President Barrack Obama made a historic visit to Cuba this week, marking the first visit to the island nation by a sitting U.S. President since Calvin Coolidge in 1928.

 

The President aims to normalize relations with the communist country after more than 50 years of an economic embargo. As Obama promises greater economic cooperation between the two countries, American technology companies are riding in on his coattails to try to boost their presence in the nation.

 

This week, Alphabet Inc. (GOOG, GOOGL) – the holding company that owns Google – announced plans to bring high-speed Internet to Cuba, a nation that has historically restricted Internet access to residents. In addition to government limitations – g have access to the Internet, speeds are extremely slow, and service is extremely expensive according to the United Nations.

 

As of July 2015, the nation had just 35 Wi-Fi access points that could accommodate 50 to 100 users at a time with speeds of up to “1MB per second.” Recently, the Cuban government slashed the price of Internet service from $US4.50 to $2 per hour. However, that cost is still incredibly high for the average person on the island, who earns a salary of roughly $US20 per month. Cubans are optimistic that with greater cooperation between the U.S. government and companies, internet costs will decline and ultimately make in-home Wi-Fi more accessible.

 

Google hopes to change the status quo and advance the nation into the digital 21st-century with speeds up to 70 times faster than those available to the Cuban public at home.

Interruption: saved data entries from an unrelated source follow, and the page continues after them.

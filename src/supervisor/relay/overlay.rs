use crate::infra::tmux::CursorInfo;
use console::measure_text_width;
use regex::Regex;
use std::sync::OnceLock;

const REVERSE_ON: &str = "\x1b[7m";
const REVERSE_OFF: &str = "\x1b[27m";
/// Rendered in the cursor cell when it sits on whitespace or past the end
/// of the line, where reverse video alone would be invisible.
const BLOCK: char = '\u{2588}';

/// CSI and two-byte escape sequences: they occupy bytes but no columns.
fn ansi_re() -> &'static Regex {
    static RE: OnceLock<Regex> = OnceLock::new();
    RE.get_or_init(|| Regex::new(r"\x1b(?:\[[0-9;?]*[ -/]*[@-~]|[@-Z\\-_])").expect("valid regex"))
}

/// Re-render one scrollback line with the cursor cell in reverse video.
///
/// The line may carry escape sequences, so slicing is done by visual column,
/// not byte or char index: ANSI chunks pass through untouched and only text
/// chunks advance the column counter.
pub fn overlay_cursor_line(line: &str, cursor_col: usize) -> String {
    let mut out = String::with_capacity(line.len() + 16);
    let mut col = 0usize;
    let mut drawn = false;

    for (chunk, is_ansi) in ansi_chunks(line) {
        if is_ansi {
            out.push_str(chunk);
            continue;
        }
        for ch in chunk.chars() {
            let width = measure_text_width(ch.encode_utf8(&mut [0u8; 4]));
            if !drawn && width > 0 && (col..col + width).contains(&cursor_col) {
                let cell = if ch.is_whitespace() { BLOCK } else { ch };
                out.push_str(REVERSE_ON);
                out.push(cell);
                out.push_str(REVERSE_OFF);
                drawn = true;
            } else {
                out.push(ch);
            }
            col += width;
        }
    }

    if !drawn {
        // Cursor sits past the end of the line: pad and draw a block.
        for _ in col..cursor_col {
            out.push(' ');
        }
        out.push_str(REVERSE_ON);
        out.push(BLOCK);
        out.push_str(REVERSE_OFF);
    }

    out
}

/// Split a line into alternating text and escape-sequence chunks.
fn ansi_chunks(line: &str) -> Vec<(&str, bool)> {
    let mut chunks = Vec::new();
    let mut last = 0;
    for m in ansi_re().find_iter(line) {
        if m.start() > last {
            chunks.push((&line[last..m.start()], false));
        }
        chunks.push((m.as_str(), true));
        last = m.end();
    }
    if last < line.len() {
        chunks.push((&line[last..], false));
    }
    chunks
}

/// Apply the cursor overlay to captured scrollback. The last `pane_height`
/// lines are the visible pane; `cursor.y` indexes into those. A hidden
/// cursor leaves the capture untouched.
pub fn apply(lines: &mut [String], cursor: &CursorInfo) {
    if !cursor.visible {
        return;
    }
    let pane_height = cursor.pane_height as usize;
    let visible_start = lines.len().saturating_sub(pane_height);
    let row = visible_start + cursor.y as usize;
    if let Some(line) = lines.get_mut(row) {
        *line = overlay_cursor_line(line, cursor.x as usize);
    }
}

#[cfg(test)]
mod tests {
    use super::*;

    #[test]
    fn overlays_plain_text_cell() {
        assert_eq!(
            overlay_cursor_line("hello", 1),
            format!("h{REVERSE_ON}e{REVERSE_OFF}llo")
        );
    }

    #[test]
    fn whitespace_cell_renders_a_block() {
        assert_eq!(
            overlay_cursor_line("a b", 1),
            format!("a{REVERSE_ON}{BLOCK}{REVERSE_OFF}b")
        );
    }

    #[test]
    fn cursor_past_end_pads_with_block() {
        assert_eq!(
            overlay_cursor_line("ab", 4),
            format!("ab  {REVERSE_ON}{BLOCK}{REVERSE_OFF}")
        );
    }

    #[test]
    fn ansi_codes_do_not_consume_columns() {
        let line = "\x1b[31mred\x1b[0m";
        let out = overlay_cursor_line(line, 0);
        assert_eq!(out, format!("\x1b[31m{REVERSE_ON}r{REVERSE_OFF}ed\x1b[0m"));
    }

    #[test]
    fn chunking_separates_text_and_escapes() {
        let chunks = ansi_chunks("a\x1b[1mb\x1b[0m");
        assert_eq!(
            chunks,
            vec![
                ("a", false),
                ("\x1b[1m", true),
                ("b", false),
                ("\x1b[0m", true),
            ]
        );
    }

    #[test]
    fn wide_char_counts_two_columns() {
        // '你' is two columns wide; the cursor on its second column still
        // targets that char.
        let out = overlay_cursor_line("你a", 1);
        assert_eq!(out, format!("{REVERSE_ON}你{REVERSE_OFF}a"));
        let out = overlay_cursor_line("你a", 2);
        assert_eq!(out, format!("你{REVERSE_ON}a{REVERSE_OFF}"));
    }

    #[test]
    fn apply_targets_visible_pane_row() {
        let mut lines: Vec<String> = (0..10).map(|i| format!("line{i}")).collect();
        let cursor = CursorInfo {
            x: 0,
            y: 1,
            visible: true,
            pane_height: 4,
            pane_width: 80,
        };
        apply(&mut lines, &cursor);
        // Visible pane is lines 6..10; row y=1 is lines[7].
        assert!(lines[7].contains(REVERSE_ON));
        assert!(!lines[6].contains(REVERSE_ON));
    }

    #[test]
    fn apply_skips_hidden_cursor() {
        let mut lines = vec!["abc".to_string()];
        let cursor = CursorInfo {
            x: 0,
            y: 0,
            visible: false,
            pane_height: 1,
            pane_width: 80,
        };
        apply(&mut lines, &cursor);
        assert_eq!(lines[0], "abc");
    }
}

The firm will be bringing Chromebooks, Cardboard virtual reality kits, and other products to a museum in Havana. Once there, they will connect the technologies to the Internet network owned and operated by government-owned tech firm ETECSA.

 

Despite the company’s goal to expand into Cuba, the firm acknowledges that it is just in the early stages of such plans (For more, read: A Long Road to Full Diplomatic Relations with Cuba.)

Although Alphabet’s plans are ambitious, concerns are being raised about who will control the internet in the nation that has cracked down on free political speech for decades. The Castro government also maintains a monopoly of the media.

 

Other companies are looking at expanding into Cuba as well, and will likely face increased government scrutiny. Tech giants Netflix (NFLX) and AirBnb entered Cuba over the last 12 months, while Carnival Corporation (CCL) just won the approval of the nation’s government to transport ships to and from three separate ports. Finally, U.S. hotel giant Starwood Hotels & Resorts Worldwide – which was just purchased by Marriott International (MAR) – plans to refurbish and manage two hotels in the nation’s capital of Havana.